I am a Chinese artist, I live in France and my exploration so far has been between painting and sculpture, the special meaning of images and materials for me, in painting I have been exploring perception, spirituality, and the reverberation between materials. In sculpture, it is more about repetitive gestures and the different emotions that can be generated by the fragility of materials, such as ceramics, glass, old wood, wax, etc…
You’ve described your works as “stem[ming] from a drop of water” both conceptually and in your use of material, specifically painting with pigments on unprimed canvas. How did you arrive at this becoming central to your practice? Was there an aha moment?
I used watercolor as my primary medium of painting throughout my undergraduate studies, but it wasn’t until graduate school that I began to explore how to combine oil and water-based materials because of the specificity of both materials that fascinated me: the diffusion, transparency, and uncertainty of water, and the evaporation, the thickness, and intensity of color that oil paints can bring. In graduate school, I have been thinking about where each material comes from and the history behind its production. When I saw Fra Angelico’s frescoes, I was fascinated by the matte texture of the mineral pigments. How his frescoes penetrate time and have a relative timelessness. The power of silence and the penetrating power of the gaze when mineral pigments are used in a religious building.

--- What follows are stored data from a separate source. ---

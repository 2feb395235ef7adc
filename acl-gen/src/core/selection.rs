//! Model selection: one named model or every model in the project.

use anyhow::{Result, anyhow};
use serde_json::Value;

use crate::core::types::{ModelDefinition, ModelFilter};

#[derive(Debug, Clone, PartialEq)]
pub enum ModelSelection {
    All,
    Named {
        name: String,
        definition: ModelDefinition,
    },
}

impl ModelSelection {
    pub fn model_name(&self) -> Option<&str> {
        match self {
            ModelSelection::All => None,
            ModelSelection::Named { name, .. } => Some(name),
        }
    }

    pub fn definition(&self) -> Option<&ModelDefinition> {
        match self {
            ModelSelection::All => None,
            ModelSelection::Named { definition, .. } => Some(definition),
        }
    }

    /// Store filter: exact name with limit 1, or unrestricted.
    pub fn filter(&self) -> ModelFilter {
        match self {
            ModelSelection::All => ModelFilter::All,
            ModelSelection::Named { name, .. } => ModelFilter::ByName(name.clone()),
        }
    }
}

/// Resolve the model answer against the loaded project.
///
/// A null (or absent) answer selects every model. A named answer must be one of
/// the editable model names and must have a loaded definition.
pub fn resolve_selection(
    answer: Option<&Value>,
    editable_model_names: &[String],
    models: &[ModelDefinition],
) -> Result<ModelSelection> {
    let name = match answer {
        None | Some(Value::Null) => return Ok(ModelSelection::All),
        Some(Value::String(name)) => name,
        Some(other) => return Err(anyhow!("unexpected model answer {other}")),
    };

    if !editable_model_names.iter().any(|n| n == name) {
        return Err(anyhow!("model '{name}' is not an editable model of this project"));
    }
    let definition = models
        .iter()
        .find(|m| &m.name == name)
        .cloned()
        .ok_or_else(|| anyhow!("model '{name}' has no loaded definition"))?;

    Ok(ModelSelection::Named {
        name: name.clone(),
        definition,
    })
}

/// Apply a filter to an ordered model list, preserving order.
pub fn filter_models(models: &[ModelDefinition], filter: &ModelFilter) -> Vec<ModelDefinition> {
    match filter {
        ModelFilter::All => models.to_vec(),
        ModelFilter::ByName(name) => models
            .iter()
            .filter(|m| &m.name == name)
            .take(1)
            .cloned()
            .collect(),
    }
}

There’s an elusive sense of familiarity when viewing your works together, one where there are either direct references to figures or a play on presence and absence. Do you see it as a singular world you are capturing or is each work thought of as its own?
Each painting is a container for a period of time, and each painting is like a word in a sentence, I want my paintings to be open discussions rather than answers, and I’m happy if each painting can make certain associations and perceptions for the viewer. I’m happy if each painting makes the viewer think and perceive in a certain way because I’m also asking questions that I’m thinking about through the language of painting.

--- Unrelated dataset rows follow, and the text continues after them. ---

//! Question groups for the ACL prompt flow.
//!
//! Each group is an ordered list of [`Question`]s. Dependent questions carry a
//! pure visibility predicate over the answers collected earlier in the same
//! group; the prompt engine omits a question whose predicate is false.

use std::collections::BTreeMap;
use std::sync::LazyLock;

use regex::Regex;
use serde_json::Value;

use crate::core::types::{Choice, GENERATE_AUTH_CONFIG, Scope};

pub const MODEL: &str = "model";
pub const SCOPE: &str = "scope";
pub const METHOD: &str = "method";
pub const PROPERTY: &str = "property";
pub const ACCESS_TYPE: &str = "accessType";
pub const ROLE: &str = "role";
pub const CUSTOM_ROLE: &str = "customRole";
pub const PERMISSION: &str = "permission";
pub const AUTH_REALM: &str = "authRealm";
pub const AUTH_SERVER: &str = "authServer";

/// List value that switches the role question to free text.
pub const OTHER_ROLE: &str = "other";

/// Answer map returned by the prompt engine, keyed by question name.
///
/// A `Value::Null` answer is a real answer (the "all models" choice); a missing
/// key means the question was not shown.
#[derive(Debug, Clone, Default, PartialEq)]
pub struct Answers(BTreeMap<String, Value>);

impl Answers {
    pub fn new() -> Self {
        Self::default()
    }

    pub fn insert(&mut self, name: impl Into<String>, value: Value) {
        self.0.insert(name.into(), value);
    }

    pub fn get(&self, name: &str) -> Option<&Value> {
        self.0.get(name)
    }

    /// String answer, or `None` when absent or null.
    pub fn get_str(&self, name: &str) -> Option<&str> {
        self.0.get(name).and_then(Value::as_str)
    }

    pub fn contains(&self, name: &str) -> bool {
        self.0.contains_key(name)
    }

}

impl FromIterator<(String, Value)> for Answers {
    fn from_iter<I: IntoIterator<Item = (String, Value)>>(iter: I) -> Self {
        Self(iter.into_iter().collect())
    }
}

/// Pure predicate over answers collected so far.
pub type Predicate = fn(&Answers) -> bool;

/// Free-text check; `Err` carries the message shown before re-asking.
pub type Validator = fn(&str) -> Result<(), String>;

static FORBIDDEN_NAME_CHARS: LazyLock<Regex> =
    LazyLock::new(|| Regex::new(r"[/@\s+%:]").expect("valid name regex"));

/// Method, property and role names end up in model files and route paths.
pub fn validate_name(name: &str) -> Result<(), String> {
    let name = name.trim();
    if name.is_empty() {
        return Err("Name cannot be empty".to_string());
    }
    if FORBIDDEN_NAME_CHARS.is_match(name) {
        return Err(format!("Name cannot contain special characters (/@+%: ): {name}"));
    }
    Ok(())
}

#[derive(Debug, Clone, PartialEq)]
pub enum QuestionKind {
    List(Vec<Choice>),
    Input,
}

#[derive(Debug, Clone)]
pub struct Question {
    pub name: &'static str,
    pub message: String,
    pub kind: QuestionKind,
    pub default: Option<Value>,
    /// Question names the predicate reads. Must all precede this question.
    pub depends_on: &'static [&'static str],
    pub when: Option<Predicate>,
    pub validate: Option<Validator>,
    /// Persist the answer and reuse it as the default on later runs.
    pub store: bool,
}

impl Question {
    pub fn list(name: &'static str, message: impl Into<String>, choices: Vec<Choice>) -> Self {
        Self {
            name,
            message: message.into(),
            kind: QuestionKind::List(choices),
            default: None,
            depends_on: &[],
            when: None,
            validate: None,
            store: false,
        }
    }

    pub fn input(name: &'static str, message: impl Into<String>) -> Self {
        Self {
            name,
            message: message.into(),
            kind: QuestionKind::Input,
            default: None,
            depends_on: &[],
            when: None,
            validate: None,
            store: false,
        }
    }

    pub fn with_default(mut self, default: Value) -> Self {
        self.default = Some(default);
        self
    }

    pub fn when(mut self, depends_on: &'static [&'static str], predicate: Predicate) -> Self {
        self.depends_on = depends_on;
        self.when = Some(predicate);
        self
    }

    pub fn validated(mut self, validator: Validator) -> Self {
        self.validate = Some(validator);
        self
    }

    pub fn stored(mut self) -> Self {
        self.store = true;
        self
    }

    pub fn is_visible(&self, answers: &Answers) -> bool {
        self.when.is_none_or(|predicate| predicate(answers))
    }
}

pub fn scope_is_method(answers: &Answers) -> bool {
    answers.get_str(SCOPE) == Some(Scope::Method.as_str())
}

pub fn scope_is_property(answers: &Answers) -> bool {
    answers.get_str(SCOPE) == Some(Scope::Property.as_str())
}

pub fn scope_is_all(answers: &Answers) -> bool {
    answers.get_str(SCOPE) == Some(Scope::All.as_str())
}

pub fn role_is_other(answers: &Answers) -> bool {
    answers.get_str(ROLE) == Some(OTHER_ROLE)
}

/// Model selection group: "(all existing models)" first, then editable names.
pub fn model_questions(editable_model_names: &[String]) -> Vec<Question> {
    let mut choices = vec![Choice::null("(all existing models)")];
    choices.extend(editable_model_names.iter().map(Choice::plain));
    vec![
        Question::list(
            MODEL,
            "Select the model to apply the ACL entry to:",
            choices,
        )
        .with_default(Value::Null),
    ]
}

/// Metadata enumerations supplied by the workspace store.
#[derive(Debug, Clone, PartialEq, Eq)]
pub struct AclMetadata {
    pub access_types: Vec<Choice>,
    pub roles: Vec<Choice>,
    pub permissions: Vec<Choice>,
}

/// Parameter group: scope, method/property, access type, role, permission.
pub fn parameter_questions(metadata: &AclMetadata) -> Vec<Question> {
    let scopes = vec![
        Choice::new("All methods and properties", Scope::All.as_str()),
        Choice::new("A single method", Scope::Method.as_str()),
    ];

    let mut roles = metadata.roles.clone();
    roles.push(Choice::new("other", OTHER_ROLE));

    let mut permissions = metadata.permissions.clone();
    permissions.push(Choice::new("Generate MFP route auth config", GENERATE_AUTH_CONFIG));

    vec![
        Question::list(SCOPE, "Select the ACL scope:", scopes)
            .with_default(Value::from(Scope::All.as_str())),
        Question::input(METHOD, "Enter the method name")
            .when(&[SCOPE], scope_is_method)
            .validated(validate_name),
        Question::input(PROPERTY, "Enter the property name")
            .when(&[SCOPE], scope_is_property)
            .validated(validate_name),
        Question::list(
            ACCESS_TYPE,
            "Select the access type:",
            metadata.access_types.clone(),
        )
        .with_default(Value::from("*"))
        .when(&[SCOPE], scope_is_all),
        Question::list(ROLE, "Select the role", roles).with_default(Value::from("$everyone")),
        Question::input(CUSTOM_ROLE, "Enter the role name:")
            .when(&[ROLE], role_is_other)
            .validated(validate_name),
        Question::list(PERMISSION, "Select the permission to apply", permissions),
    ]
}

/// Auth-config group, asked only on the sentinel branch.
pub fn auth_questions(default_realm: &str, default_server_url: &str) -> Vec<Question> {
    vec![
        Question::input(AUTH_REALM, "Please enter the MFP scope:")
            .with_default(Value::from(default_realm))
            .stored(),
        Question::input(AUTH_SERVER, "Please enter the MFP server url:")
            .with_default(Value::from(default_server_url))
            .stored(),
    ]
}

/// Check that every predicate only depends on earlier questions.
pub fn check_dependency_order(questions: &[Question]) -> Result<(), String> {
    for (idx, question) in questions.iter().enumerate() {
        for dep in question.depends_on {
            if !questions[..idx].iter().any(|earlier| earlier.name == *dep) {
                return Err(format!(
                    "question '{}' depends on '{}' which is not asked before it",
                    question.name, dep
                ));
            }
        }
    }
    Ok(())
}

#[cfg(test)]
mod tests {
    use super::*;

    fn metadata() -> AclMetadata {
        AclMetadata {
            access_types: vec![Choice::plain("*"), Choice::plain("READ")],
            roles: vec![Choice::plain("$everyone")],
            permissions: vec![Choice::plain("ALLOW"), Choice::plain("DENY")],
        }
    }

    fn answers(pairs: &[(&str, &str)]) -> Answers {
        pairs
            .iter()
            .map(|(k, v)| (k.to_string(), Value::from(*v)))
            .collect()
    }

    #[test]
    fn model_group_prepends_all_models_choice() {
        let questions = model_questions(&["Book".to_string(), "Author".to_string()]);
        let QuestionKind::List(choices) = &questions[0].kind else {
            panic!("model question must be a list");
        };
        assert_eq!(choices[0], Choice::null("(all existing models)"));
        let values: Vec<_> = choices.iter().map(|c| c.value.clone()).collect();
        assert_eq!(
            values,
            vec![None, Some("Book".to_string()), Some("Author".to_string())]
        );
    }

    #[test]
    fn parameter_group_appends_other_role_and_sentinel_permission() {
        let questions = parameter_questions(&metadata());
        let role = questions.iter().find(|q| q.name == ROLE).expect("role");
        let QuestionKind::List(roles) = &role.kind else {
            panic!("role must be a list");
        };
        let last_role = roles.last().and_then(|c| c.value.as_deref());
        assert_eq!(last_role, Some(OTHER_ROLE));

        let permission = questions
            .iter()
            .find(|q| q.name == PERMISSION)
            .expect("perm");
        let QuestionKind::List(perms) = &permission.kind else {
            panic!("permission must be a list");
        };
        assert_eq!(
            perms.last().and_then(|c| c.value.as_deref()),
            Some(GENERATE_AUTH_CONFIG)
        );
    }

    #[test]
    fn visibility_follows_earlier_answers() {
        let questions = parameter_questions(&metadata());
        let by_name = |name: &str| {
            questions
                .iter()
                .find(|q| q.name == name)
                .expect("known question")
        };

        let method_scope = answers(&[(SCOPE, "method"), (ROLE, "$everyone")]);
        assert!(by_name(METHOD).is_visible(&method_scope));
        assert!(!by_name(ACCESS_TYPE).is_visible(&method_scope));
        assert!(!by_name(PROPERTY).is_visible(&method_scope));
        assert!(!by_name(CUSTOM_ROLE).is_visible(&method_scope));

        let all_scope = answers(&[(SCOPE, "all"), (ROLE, "other")]);
        assert!(!by_name(METHOD).is_visible(&all_scope));
        assert!(by_name(ACCESS_TYPE).is_visible(&all_scope));
        assert!(by_name(CUSTOM_ROLE).is_visible(&all_scope));
    }

    #[test]
    fn groups_declare_dependencies_in_order() {
        check_dependency_order(&parameter_questions(&metadata())).expect("parameter order");
        check_dependency_order(&auth_questions("Realm", "http://x")).expect("auth order");

        let mut reversed = parameter_questions(&metadata());
        reversed.reverse();
        assert!(check_dependency_order(&reversed).is_err());
    }

    #[test]
    fn names_reject_special_characters() {
        assert!(validate_name("findById").is_ok());
        assert!(validate_name("$owner").is_ok());
        assert!(validate_name("").is_err());
        assert!(validate_name("find one").is_err());
        assert!(validate_name("a/b").is_err());
        assert!(validate_name("x:y").is_err());
        assert!(validate_name("user@host").is_err());
        assert!(validate_name("a+b").is_err());
        assert!(validate_name("100%").is_err());
    }

    #[test]
    fn auth_questions_are_stored() {
        let questions = auth_questions("SampleAppRealm", "http://localhost");
        assert!(questions.iter().all(|q| q.store));
        assert_eq!(questions[0].default, Some(Value::from("SampleAppRealm")));
    }
}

While some may know you more for your paintings, you have also emphasized your sculpture-based work, oftentimes presenting them together. How do you approach these two different mediums within your practice?

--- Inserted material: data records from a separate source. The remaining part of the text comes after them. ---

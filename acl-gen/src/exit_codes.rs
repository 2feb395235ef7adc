//! Stable exit codes for the `acl-gen` CLI.

use crate::core::validation::ValidationError;

/// Run completed and all changes were saved.
pub const OK: i32 = 0;
/// Run aborted: not a project, metadata or model lookup failure, I/O error,
/// or the prompt input ended early.
pub const FAILED: i32 = 1;
/// At least one model rejected the ACL entry; nothing was saved.
pub const INVALID_ACL: i32 = 2;

/// Exit code for a failed run.
pub fn for_error(err: &anyhow::Error) -> i32 {
    if err.chain().any(|cause| cause.is::<ValidationError>()) {
        INVALID_ACL
    } else {
        FAILED
    }
}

When I was fully immersed in the language of painting I realized that it is a very deep conversation, and sculpture is a conversation in another language altogether, and I need to think and explore in a completely different way, but the materiality in painting also makes me ask the same questions in the language of sculpture because, in the actual implementation, you have to think about what kind of material you are going to use to make the sculpture, for example, resin and glass are both transparent substances but each has its own properties. For example, resin and glass are both transparent substances but their properties are so different, so do I want to emphasize the fragility of glass or the durability of resin? Sculpture is a new field and challenges for me compared to painting, I don’t want to look for some similarity between painting and sculpture, I want to try to ask different questions in these two fields and then see what kind of repercussions they have in the end.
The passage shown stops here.